How to Tell If Your Tutor Is Actually Good: Red Flags and Green Flags

What separates an effective tutor from a time-waster — the signs to look for after the first few sessions.

How to Know If Your Tutor Is Working

You're paying for tutoring, but how do you know if it's actually making a difference? Some signs are obvious; others require you to look more carefully. Here's what to watch for.

Green Flags (Signs of a Good Tutor)

  • They assessed your child first. Before diving into content, they spent time understanding what your child can and can't do. They have a plan, not just a textbook.
  • They can explain what they're working on and why. If you ask "what did you cover today?", they give a specific answer: "We worked on rearranging formulae because that's where marks are being lost on paper 2."
  • Your child is doing the work during sessions. The tutor guides and explains, but the student is the one solving problems and writing answers. A session where the tutor talks for 50 minutes and the student listens is a lecture, not tutoring.
  • Progress is visible within 4–6 sessions. This doesn't mean dramatic grade jumps, but your child should be able to do things they couldn't do before. Test scores, homework quality, or confidence should show improvement.
  • They give honest feedback. A good tutor will tell you if your child isn't practising enough between sessions, if the subject might not be the right fit, or if the goal isn't realistic in the time available.
  • Your child's attitude changes. A child who used to dread maths and now approaches it calmly — or even with some interest — is a sign the tutor is doing their job.

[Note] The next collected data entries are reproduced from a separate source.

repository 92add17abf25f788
//! Validated JSON extractor

use axum::{
    async_trait,
    extract::{rejection::JsonRejection, FromRequest, Request},
    Json,
};
use serde::de::DeserializeOwned;
use validator::Validate;

use crate::response::ApiError;

/// Extracts a JSON body and validates it using the `validator` crate
#[derive(Debug, Clone)]
pub struct ValidatedJson<T>(pub T);

#[async_trait]
impl<S, T> FromRequest<S> for ValidatedJson<T>
where
    S: Send + Sync,
    T: DeserializeOwned + Validate,
{
    type Rejection = ApiError;

    async fn from_request(req: Request, state: &S) -> Result<Self, Self::Rejection> {
        let Json(value) = Json::<T>::from_request(req, state)
            .await
            .map_err(|e| match e {
                JsonRejection::JsonDataError(e) => ApiError::invalid_body(e.body_text()),
                JsonRejection::JsonSyntaxError(e) => ApiError::invalid_body(e.body_text()),
                JsonRejection::MissingJsonContentType(e) => ApiError::invalid_body(e.body_text()),
                JsonRejection::BytesRejection(e) => ApiError::invalid_body(e.body_text()),
                _ => ApiError::invalid_body("Invalid JSON body"),
            })?;

        value.validate()?;

        Ok(ValidatedJson(value))
    }
}
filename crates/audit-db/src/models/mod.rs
//! Database models - SQLx-compatible structs for PostgreSQL tables

mod audit_log;
mod user;

pub use audit_log::AuditLogModel;
pub use user::UserModel;
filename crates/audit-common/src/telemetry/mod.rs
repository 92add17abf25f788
//! Telemetry and tracing setup

mod tracing_setup;

pub use tracing_setup::{
    init_tracing, init_tracing_with_config, try_init_tracing, try_init_tracing_with_config,
    TracingConfig, TracingError,
};
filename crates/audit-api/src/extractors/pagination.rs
//! Pagination extractor
//!
//! Extracts cursor-based pagination parameters from query strings.

use axum::{
    async_trait,
    extract::{FromRequestParts, Query},
    http::request::Parts,
};
use audit_core::{AuditLogQuery, Snowflake};
use serde::Deserialize;

use crate::response::ApiError;

/// Raw pagination query parameters
#[derive(Debug, Default, Deserialize)]
pub struct PaginationParams {
    /// Entries older than this ID
    #[serde(default)]
    pub before: Option<String>,
    /// Entries newer than this ID
    #[serde(default)]
    pub after: Option<String>,
    #[serde(default)]
    pub limit: Option<i64>,
}

/// Validated pagination parameters
#[derive(Debug, Clone, Copy, PartialEq, Eq)]
pub struct Pagination {
    pub before: Option<Snowflake>,
    pub after: Option<Snowflake>,
    /// Clamped to 1..=100
    pub limit: i64,
}

impl Default for Pagination {
    fn default() -> Self {
        Self {
            before: None,
            after: None,
            limit: AuditLogQuery::DEFAULT_LIMIT,
        }
    }
}

fn parse_cursor(raw: Option<String>, name: &str) -> Result<Option<Snowflake>, ApiError> {
    raw.map(|s| {
        Snowflake::parse(&s).map_err(|_| ApiError::invalid_query(format!("Invalid '{name}' cursor format")))
    })
    .transpose()
}

impl TryFrom<PaginationParams> for Pagination {
    type Error = ApiError;

    fn try_from(params: PaginationParams) -> Result<Self, Self::Error> {
        let before = parse_cursor(params.before, "before")?;
        let after = parse_cursor(params.after, "after")?;
        let limit = params
            .limit
            .unwrap_or(AuditLogQuery::DEFAULT_LIMIT)
            .clamp(1, AuditLogQuery::MAX_LIMIT);

        Ok(Pagination {
            before,
            after,
            limit,
        })
    }
}

impl From<Pagination> for AuditLogQuery {
    fn from(p: Pagination) -> Self {
        AuditLogQuery {
            before: p.before,
            after: p.after,
            limit: p.limit,
        }
    }
}

#[async_trait]
impl<S> FromRequestParts<S> for Pagination
where
    S: Send + Sync,
{
    type Rejection = ApiError;

    async fn from_request_parts(parts: &mut Parts, state: &S) -> Result<Self, Self::Rejection> {
        let Query(params) = Query::<PaginationParams>::from_request_parts(parts, state)
            .await
            .map_err(|e| ApiError::invalid_query(e.body_text()))?;

        Pagination::try_from(params)
    }
}
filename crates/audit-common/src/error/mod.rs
//! Application error types

mod app_error;

pub use app_error::{domain_status, AppError};
//! Data transfer objects for API requests and responses
//!
//! - Request DTOs with validation for API inputs
//! - Response DTOs for serializing API outputs
//! - Mappers for converting domain entities to DTOs

pub mod mappers;
pub mod requests;
pub mod responses;

pub use requests::CreateAuditLogRequest;

pub use responses::{
    AuditLogResponse, AuditLogWithUserResponse, HealthChecks, HealthResponse,
    PaginatedResponse, PaginationMeta, ReadinessResponse, UserSummaryResponse,
};
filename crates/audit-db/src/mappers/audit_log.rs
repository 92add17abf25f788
//! Audit log entity <-> model mapper

use audit_core::entities::AuditLog;
use audit_core::value_objects::Snowflake;
use serde_json::Value as JsonValue;

use crate::models::AuditLogModel;

/// Convert AuditLogModel to AuditLog entity
impl From<AuditLogModel> for AuditLog {
    fn from(model: AuditLogModel) -> Self {
        AuditLog {
            id: Snowflake::new(model.id),
            user_id: Snowflake::new(model.user_id),
            action: model.action,
            // A JSON null stored by another writer reads back as absent
            details: model.details.filter(|v| !v.is_null()),
            created_at: model.created_at,
            updated_at: model.updated_at,
        }
    }
}

/// Borrowed column values for inserting an audit log
pub struct AuditLogInsert<'a> {
    pub id: i64,
    pub user_id: i64,
    pub action: &'a str,
    pub details: Option<&'a JsonValue>,
}

impl<'a> AuditLogInsert<'a> {
    pub fn new(log: &'a AuditLog) -> Self {
        Self {
            id: log.id.into_inner(),
            user_id: log.user_id.into_inner(),
            action: &log.action,
            details: log.details.as_ref(),
        }
    }
}

#[cfg(test)]
mod tests {
    use super::*;
    use chrono::Utc;
    use serde_json::json;

    fn model(details: Option<JsonValue>) -> AuditLogModel {
        let now = Utc::now();
        AuditLogModel {
            id: 11,
            user_id: 22,
            action: "login".to_string(),
            details,
            created_at: now,
            updated_at: now,
        }
    }

    #[test]
    fn test_model_to_entity() {
        let log = AuditLog::from(model(Some(json!({"ip": "127.0.0.1"}))));
        assert_eq!(log.id, Snowflake::new(11));
        assert_eq!(log.user_id, Snowflake::new(22));
        assert_eq!(log.action, "login");
        assert_eq!(log.details, Some(json!({"ip": "127.0.0.1"})));
    }

    #[test]
    fn test_json_null_reads_as_absent() {
        let log = AuditLog::from(model(Some(JsonValue::Null)));
        assert!(log.details.is_none());
    }

    #[test]
    fn test_insert_borrows_entity() {
        let log = AuditLog::from(model(Some(json!([1, 2, 3]))));
        let insert = AuditLogInsert::new(&log);
        assert_eq!(insert.id, 11);
        assert_eq!(insert.user_id, 22);
        assert_eq!(insert.action, "login");
        assert_eq!(insert.details, Some(&json!([1, 2, 3])));
    }
}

Red Flags (Signs of a Problem)

  • No assessment at the start. A tutor who jumps straight into the next homework sheet without understanding where the gaps are isn't tutoring — they're babysitting.
  • They can't explain their approach. If you ask what the plan is and get vague answers like "we're working through the syllabus," that's a warning sign.
  • No improvement after 8+ sessions. Some students take longer than others, but if two months of weekly sessions have produced zero measurable change, something needs to be different.
  • They cancel frequently. Consistency is crucial for tutoring to work. A tutor who cancels regularly — even with good reasons — is undermining the process.
  • Your child dreads sessions. Tutoring should be challenging but not miserable. If your child actively resists going, explore why — it might be the tutor's style rather than the subject.
  • They only ever say positive things. If every session ends with "they did great!", but school results aren't improving, the tutor may be avoiding difficult conversations.

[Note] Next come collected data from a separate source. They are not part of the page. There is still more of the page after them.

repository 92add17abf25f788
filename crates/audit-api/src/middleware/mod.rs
//! Middleware stack for the API server
//!
//! Request IDs, tracing spans, timeout, CORS and global rate limiting.

use std::sync::Arc;
use std::time::Duration;

use axum::{
    body::Body,
    http::{header, HeaderName, HeaderValue, Method, Request, StatusCode},
    response::{IntoResponse, Response},
    Router,
};
use audit_common::{AppError, CorsConfig, RateLimitConfig};
use tower_governor::{
    governor::GovernorConfigBuilder, key_extractor::GlobalKeyExtractor, GovernorError,
    GovernorLayer,
};
use tower_http::{
    cors::{AllowOrigin, Any, CorsLayer},
    request_id::{MakeRequestUuid, PropagateRequestIdLayer, SetRequestIdLayer},
    timeout::TimeoutLayer,
    trace::{DefaultOnRequest, DefaultOnResponse, TraceLayer},
};
use tracing::{info, warn, Level};

use crate::response::ApiError;

/// Header name for request ID
pub const REQUEST_ID_HEADER: &str = "x-request-id";

const REQUEST_TIMEOUT: Duration = Duration::from_secs(30);

/// Apply the middleware stack
///
/// Order on the way in: rate limit, request id, trace, timeout, CORS, handler.
pub fn apply_middleware_with_config<S>(
    router: Router<S>,
    rate_limit: &RateLimitConfig,
    cors: &CorsConfig,
    is_production: bool,
) -> Result<Router<S>, AppError>
where
    S: Clone + Send + Sync + 'static,
{
    // Global key: one bucket shared by every client, refilled one token per period
    let governor_conf = Arc::new(
        GovernorConfigBuilder::default()
            .period(Duration::from_secs(1) / rate_limit.requests_per_second.max(1))
            .burst_size(rate_limit.burst.max(1))
            .key_extractor(GlobalKeyExtractor)
            .error_handler(rate_limit_response)
            .finish()
            .ok_or_else(|| AppError::Config("Invalid rate limit configuration".to_string()))?,
    );

    Ok(router
        .layer(cors_layer(cors, is_production))
        .layer(TimeoutLayer::with_status_code(
            StatusCode::SERVICE_UNAVAILABLE,
            REQUEST_TIMEOUT,
        ))
        .layer(
            TraceLayer::new_for_http()
                .make_span_with(|request: &Request<Body>| {
                    let request_id = request
                        .headers()
                        .get(REQUEST_ID_HEADER)
                        .and_then(|v| v.to_str().ok())
                        .unwrap_or("unknown");

                    tracing::info_span!(
                        "http_request",
                        method = %request.method(),
                        uri = %request.uri(),
                        request_id = %request_id,
                    )
                })
                .on_request(DefaultOnRequest::new().level(Level::INFO))
                .on_response(DefaultOnResponse::new().level(Level::INFO)),
        )
        .layer(PropagateRequestIdLayer::new(HeaderName::from_static(
            REQUEST_ID_HEADER,
        )))
        .layer(SetRequestIdLayer::new(
            HeaderName::from_static(REQUEST_ID_HEADER),
            MakeRequestUuid,
        ))
        .layer(GovernorLayer {
            config: governor_conf,
        }))
}

/// Render limiter rejections with the API error envelope
fn rate_limit_response(err: GovernorError) -> Response {
    match err {
        GovernorError::TooManyRequests { headers, .. } => {
            let mut response = ApiError::App(AppError::RateLimitExceeded).into_response();
            if let Some(headers) = headers {
                response.headers_mut().extend(headers);
            }
            response
        }
        other => ApiError::internal(other).into_response(),
    }
}

/// Parse configured origins, skipping the ones that are not valid header values
fn parse_origins(origins: &[String]) -> Vec<HeaderValue> {
    origins
        .iter()
        .filter_map(|origin| {
            origin.parse::<HeaderValue>().ok().or_else(|| {
                warn!(origin = %origin, "Invalid CORS origin");
                None
            })
        })
        .collect()
}

/// Production and explicitly configured deployments only allow listed
/// origins; development without a list allows any origin
fn cors_layer(config: &CorsConfig, is_production: bool) -> CorsLayer {
    let base = CorsLayer::new()
        .allow_methods([Method::GET, Method::POST, Method::OPTIONS])
        .allow_headers([
            header::CONTENT_TYPE,
            header::ACCEPT,
            HeaderName::from_static(REQUEST_ID_HEADER),
        ])
        .expose_headers([
            HeaderName::from_static(REQUEST_ID_HEADER),
            HeaderName::from_static("x-ratelimit-limit"),
            HeaderName::from_static("x-ratelimit-remaining"),
            HeaderName::from_static("x-ratelimit-reset"),
        ]);

    if !is_production && config.allowed_origins.is_empty() {
        warn!("CORS: Allowing any origin (development mode). Configure CORS_ALLOWED_ORIGINS for production.");
        return base.allow_origin(Any);
    }

    if config.allowed_origins.is_empty() {
        warn!("CORS: No allowed origins configured in production mode");
    }

    let origins = parse_origins(&config.allowed_origins);
    info!(count = origins.len(), "CORS: Allowing configured origins");
    base.allow_origin(AllowOrigin::list(origins))
}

What to Do If It's Not Working

Talk to the tutor directly. Ask: "What progress have you seen? What's still not clicking?" A good tutor will have a clear answer and may adjust their approach. If the answer is vague or defensive, it might be time to find a different tutor.

Switching tutors isn't a failure — it's finding the right match. The relationship between tutor and student matters as much as the tutor's qualifications.